+++ Data

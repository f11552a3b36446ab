//! Property-based tests for the wire codec.
//!
//! The decoder sits directly behind the network, so it must tolerate any text
//! a server (or an attacker) can put in a frame.

use parley_proto::{ChatBody, FrameType, ProtocolError, WireFrame};
use proptest::prelude::*;

/// Wire names that are not part of the protocol.
fn unknown_type_name() -> impl Strategy<Value = String> {
    "[a-z_]{0,24}".prop_filter("must not be a known frame type", |name| {
        FrameType::from_wire(name).is_none()
    })
}

proptest! {
    #[test]
    fn prop_decode_never_panics(text in ".{0,512}") {
        let _ = WireFrame::decode(&text);
    }

    #[test]
    fn prop_unknown_types_are_ignored(name in unknown_type_name(), extra in any::<i64>()) {
        let text = serde_json::json!({ "type": name, "payload": extra }).to_string();

        prop_assert_eq!(WireFrame::decode(&text), Ok(None));
    }

    #[test]
    fn prop_outbound_chat_text_survives_encoding(text in any::<String>()) {
        let frame = WireFrame::chat_message(text.clone());
        let encoded = frame.encode().expect("encode should succeed");

        // Raw text never parses as a stored message object
        let decoded = WireFrame::decode(&encoded).expect("decode should succeed");
        prop_assert_eq!(
            decoded,
            Some(WireFrame::ChatMessage { message: ChatBody::Text(text) })
        );
    }

    #[test]
    fn prop_non_object_json_is_malformed(n in any::<i64>()) {
        let result = WireFrame::decode(&n.to_string());
        prop_assert!(matches!(result, Err(ProtocolError::Malformed(_))));
    }
}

++++++

## Assignment
Check every line of the records, and copy the ones that hold the word "text".

## Solution to this problem
//! The decoder sits directly behind the network, so it must tolerate any text
    fn prop_decode_never_panics(text in ".{0,512}") {
        let _ = WireFrame::decode(&text);
        let text = serde_json::json!({ "type": name, "payload": extra }).to_string();
        prop_assert_eq!(WireFrame::decode(&text), Ok(None));
    fn prop_outbound_chat_text_survives_encoding(text in any::<String>()) {
        let frame = WireFrame::chat_message(text.clone());
        // Raw text never parses as a stored message object
            Some(WireFrame::ChatMessage { message: ChatBody::Text(text) })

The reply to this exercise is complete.